Business Strategy & Leadership

Ending the Cycle of the Eternal Consultant

Why the “North Star” is a ghost and the only roadmap that matters is the one you walk yourself.

Quinn H.L. is a building code inspector and he knows the weight of a floor. He walks through the skeleton of a house and he carries a clip board. He looks at the joists and he looks at the spacing. The code says the joists must be sixteen inches apart on their centers. If the builder puts them eighteen inches apart the house is weak and the inspector writes a mark on his paper.

16″ CENTER (PASS)

Structural Integrity

18″ CENTER (FAIL)

Structural Weakness

The builder must fix the joist or the house cannot have walls. This is a simple thing and the law is clear but the business of advice is not like the building of a house. In a house the floor either holds the weight or it does not. In a business the floor is often made of paper and the paper is written by men who are paid to find the holes.

The Anatomy of a Slow Transformation

The publisher sat at her desk and the sun came through the glass. She looked at the Fourth Statement of Work and the paper was heavy in her hand. She had updated her document signing software that morning and the software was new and she did not know how to use all the buttons.

She used the software to sign the contract and she felt a doubt but she did not say the doubt. The contract was for eighteen months of digital transformation and it was the third contract she had signed for the same transformation. The first contract promised a roadmap and the second contract promised a framework and the third contract promised an alignment. Now the fourth contract promised a rollout.

CONTRACT 1

ROADMAP

CONTRACT 2

FRAMEWORK

CONTRACT 3

ALIGNMENT

CONTRACT 4

ROLLOUT (Pending)

The evolution of billable milestones: Three years of preparation without a single shipment.

The headers on the document were new and the font was a sans-serif that looked modern and clean. The words inside the document were the same words from the year before but they were moved into different rows.

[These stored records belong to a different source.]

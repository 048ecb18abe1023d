//! Owned, language-neutral syntax tree.
//!
//! Adapters convert their native parse trees into [`SyntaxNode`]s so that
//! detectors never depend on a particular parser library. Node text is not
//! stored; slice it from the owning [`super::SourceUnit`].

use serde::{Deserialize, Serialize};

/// A source range. Lines and columns are 1-indexed.
#[derive(Debug, Clone, Copy, PartialEq, Eq, Hash, Default, Serialize, Deserialize)]
pub struct Span {
    pub start_byte: usize,
    pub end_byte: usize,
    pub start_line: u32,
    pub start_col: u32,
    pub end_line: u32,
    pub end_col: u32,
}

impl Span {
    /// Number of physical lines covered, inclusive.
    pub fn line_len(&self) -> u32 {
        self.end_line.saturating_sub(self.start_line) + 1
    }

    pub fn contains(&self, other: &Span) -> bool {
        self.start_byte <= other.start_byte && other.end_byte <= self.end_byte
    }

    pub fn overlaps(&self, other: &Span) -> bool {
        self.start_byte < other.end_byte && other.start_byte < self.end_byte
    }
}

/// Normalized node categories shared by every language.
///
/// Anything a detector does not need to distinguish maps to `Other`; the
/// grammar's own kind is still available as [`SyntaxNode::raw_kind`].
#[derive(Debug, Clone, Copy, PartialEq, Eq, Hash, Serialize, Deserialize)]
pub enum NodeKind {
    Module,
    /// Named function, method or constructor definition.
    Function,
    /// Anonymous function (lambda, closure, arrow function, func literal).
    Lambda,
    /// Type-level container: class, struct with methods, trait, impl block.
    Class,
    Parameters,
    Parameter,
    Block,
    If,
    While,
    /// Counted loop with an explicit condition (`for (;;)`).
    For,
    /// Iteration over a collection or range.
    ForEach,
    Try,
    Catch,
    /// `finally` clause or `defer` statement.
    Finally,
    /// Scoped resource statement (`with`, try-with-resources).
    With,
    Call,
    Assignment,
    AugmentedAssignment,
    Declaration,
    ConstDecl,
    StaticDecl,
    GlobalDecl,
    Subscript,
    Update,
    Binary,
    Unary,
    Assert,
    Return,
    Import,
    Member,
    Identifier,
    Property,
    Number,
    String,
    Boolean,
    Collection,
    ExprStatement,
    TypeCheck,
    Comment,
    Other,
}

impl NodeKind {
    pub fn is_loop(self) -> bool {
        matches!(self, NodeKind::While | NodeKind::For | NodeKind::ForEach)
    }

    pub fn is_function_like(self) -> bool {
        matches!(self, NodeKind::Function | NodeKind::Lambda)
    }

    pub fn is_literal(self) -> bool {
        matches!(self, NodeKind::Number | NodeKind::String | NodeKind::Boolean)
    }
}

/// One node of the owned tree.
#[derive(Debug, Clone, PartialEq)]
pub struct SyntaxNode {
    pub kind: NodeKind,
    /// The grammar's node kind, e.g. `function_definition`.
    pub raw_kind: &'static str,
    /// Field name this node occupies in its parent, if any.
    pub field: Option<&'static str>,
    pub span: Span,
    /// Declared name for functions and classes.
    pub name: Option<String>,
    /// Owning type for methods declared outside their type (Go receivers,
    /// C++ `Type::method` definitions).
    pub receiver: Option<String>,
    /// First operator token for binary, unary, update and assignment nodes.
    pub operator: Option<&'static str>,
    pub children: Vec<SyntaxNode>,
}

impl SyntaxNode {
    pub fn new(kind: NodeKind, raw_kind: &'static str, span: Span) -> Self {
        Self {
            kind,
            raw_kind,
            field: None,
            span,
            name: None,
            receiver: None,
            operator: None,
            children: Vec::new(),
        }
    }

    /// First child stored under `field`.
    pub fn child_by_field(&self, field: &str) -> Option<&SyntaxNode> {
        self.children.iter().find(|c| c.field == Some(field))
    }

    /// All children stored under `field`.
    pub fn children_by_field<'a>(
        &'a self,
        field: &'a str,
    ) -> impl Iterator<Item = &'a SyntaxNode> + 'a {
        self.children.iter().filter(move |c| c.field == Some(field))
    }

    /// Children that are not comments.
    pub fn code_children(&self) -> impl Iterator<Item = &SyntaxNode> {
        self.children.iter().filter(|c| c.kind != NodeKind::Comment)
    }

    pub fn first_child_of_kind(&self, kind: NodeKind) -> Option<&SyntaxNode> {
        self.children.iter().find(|c| c.kind == kind)
    }

    pub fn start_line(&self) -> u32 {
        self.span.start_line
    }

    /// Preorder iterator over this node and all descendants.
    pub fn descendants(&self) -> Descendants<'_> {
        Descendants { stack: vec![self] }
    }

    /// Preorder iterator that does not enter nested functions, lambdas or
    /// classes below this node.
    pub fn descendants_in_scope(&self) -> ScopedDescendants<'_> {
        ScopedDescendants {
            root: self,
            stack: vec![self],
        }
    }

    pub fn contains_kind(&self, kind: NodeKind) -> bool {
        self.descendants().any(|n| n.kind == kind)
    }
}

pub struct Descendants<'a> {
    stack: Vec<&'a SyntaxNode>,
}

impl<'a> Iterator for Descendants<'a> {
    type Item = &'a SyntaxNode;

    fn next(&mut self) -> Option<Self::Item> {
        let node = self.stack.pop()?;
        self.stack.extend(node.children.iter().rev());
        Some(node)
    }
}

pub struct ScopedDescendants<'a> {
    root: &'a SyntaxNode,
    stack: Vec<&'a SyntaxNode>,
}

impl<'a> Iterator for ScopedDescendants<'a> {
    type Item = &'a SyntaxNode;

    fn next(&mut self) -> Option<Self::Item> {
        let node = self.stack.pop()?;
        let opens_scope = matches!(
            node.kind,
            NodeKind::Function | NodeKind::Lambda | NodeKind::Class
        );
        if !opens_scope || std::ptr::eq(node, self.root) {
            self.stack.extend(node.children.iter().rev());
        }
        Some(node)
    }
}

/// Visit every node in preorder together with its ancestor chain
/// (outermost first, not including the node itself).
pub fn visit<'a, F>(root: &'a SyntaxNode, mut f: F)
where
    F: FnMut(&'a SyntaxNode, &[&'a SyntaxNode]),
{
    let mut path: Vec<&'a SyntaxNode> = Vec::new();
    let mut pending: Vec<std::slice::Iter<'a, SyntaxNode>> = Vec::new();

    f(root, &path);
    path.push(root);
    pending.push(root.children.iter());

    while let Some(children) = pending.last_mut() {
        match children.next() {
            Some(child) => {
                f(child, &path);
                path.push(child);
                pending.push(child.children.iter());
            }
            None => {
                pending.pop();
                path.pop();
            }
        }
    }
}

/// Innermost named function in an ancestor chain.
pub fn enclosing_function<'a>(ancestors: &[&'a SyntaxNode]) -> Option<&'a SyntaxNode> {
    ancestors
        .iter()
        .rev()
        .find(|n| n.kind == NodeKind::Function)
        .copied()
}

/// Ancestors between the node and its innermost function-like scope.
pub fn within_scope<'a, 'b>(ancestors: &'b [&'a SyntaxNode]) -> &'b [&'a SyntaxNode] {
    match ancestors
        .iter()
        .rposition(|n| n.kind.is_function_like())
    {
        Some(idx) => &ancestors[idx + 1..],
        None => ancestors,
    }
}

#[cfg(test)]
mod tests {
    use super::*;

    fn span(start: usize, end: usize, line: u32) -> Span {
        Span {
            start_byte: start,
            end_byte: end,
            start_line: line,
            start_col: 1,
            end_line: line,
            end_col: 1,
        }
    }

    fn sample() -> SyntaxNode {
        let mut root = SyntaxNode::new(NodeKind::Module, "module", span(0, 30, 1));
        let mut func = SyntaxNode::new(NodeKind::Function, "function_definition", span(0, 20, 1));
        func.name = Some("outer".into());
        let mut inner = SyntaxNode::new(NodeKind::Function, "function_definition", span(5, 15, 2));
        inner.children.push(SyntaxNode::new(NodeKind::Call, "call", span(6, 10, 2)));
        func.children.push(SyntaxNode::new(NodeKind::Call, "call", span(2, 4, 1)));
        func.children.push(inner);
        root.children.push(func);
        root.children.push(SyntaxNode::new(NodeKind::Number, "integer", span(21, 23, 3)));
        root
    }

    #[test]
    fn test_descendants_preorder() {
        let root = sample();
        let kinds: Vec<_> = root.descendants().map(|n| n.kind).collect();
        assert_eq!(
            kinds,
            vec![
                NodeKind::Module,
                NodeKind::Function,
                NodeKind::Call,
                NodeKind::Function,
                NodeKind::Call,
                NodeKind::Number
            ]
        );
    }

    #[test]
    fn test_scoped_descendants_skip_nested_functions() {
        let root = sample();
        let outer = &root.children[0];
        let calls = outer
            .descendants_in_scope()
            .filter(|n| n.kind == NodeKind::Call)
            .count();
        assert_eq!(calls, 1);
    }

    #[test]
    fn test_visit_ancestors() {
        let root = sample();
        let mut seen = Vec::new();
        visit(&root, |node, ancestors| {
            if node.kind == NodeKind::Call {
                let func = enclosing_function(ancestors).unwrap();
                seen.push((node.span.start_byte, func.span.start_byte));
            }
        });
        assert_eq!(seen, vec![(2, 0), (6, 5)]);
    }

    #[test]
    fn test_span_helpers() {
        let outer = Span {
            start_byte: 0,
            end_byte: 100,
            start_line: 3,
            start_col: 1,
            end_line: 12,
            end_col: 2,
        };
        let inner = span(10, 20, 4);
        assert_eq!(outer.line_len(), 10);
        assert!(outer.contains(&inner));
        assert!(outer.overlaps(&inner));
        assert!(!inner.contains(&outer));
    }
}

The High Cost of the North Star

The consultant sat across from her and he wore a suit that cost more than her car and he smiled and his teeth were very white. He spoke about the journey and he spoke about the North Star but he did not speak about the profit. He was paid by the month and the months were many. If the transformation ended the payments ended and the consultant would have to find a new house with a weak floor.

The Incentive Trap

A doctor who cures the patient loses the patient and a lawyer who wins the case loses the fee. A consultant who fixes the business loses the retainer. The market selects for the man who can keep the patient sick but alive.

They call this “ongoing support” and they call it “strategic partnership” but it is a tax on the slow death of a company.

The consultant brings a toolbox but the tools are made of mirrors. He shows the publisher her own face and he tells her she looks tired and then he bills her for the mirror.

Post-it Notes and Whiteboards

Quinn H.L. explained the process of a code inspection to me once while we stood in the rain. He said the inspection is a series of checks and the checks are either pass or fail. There is no middle ground where the joist is almost strong enough. If the joist fails the builder does not pay the inspector to stay for a month and talk about the joist.

The inspector leaves and the builder works. The business of the inspector is to leave the site as soon as the truth is told. The business of the consultant is to move into the site and build a nest out of post-it notes and whiteboards.

“The business of the inspector is to leave the site as soon as the truth is told.”

– Quinn H.L., Building Inspector

The publisher watched the consultant open his laptop and the screen glowed. He showed a slide with a circle and the circle had four arrows that pointed to each other. He called it a “virtuous cycle” but the cycle did not produce any money. It produced meetings and the meetings produced more slides.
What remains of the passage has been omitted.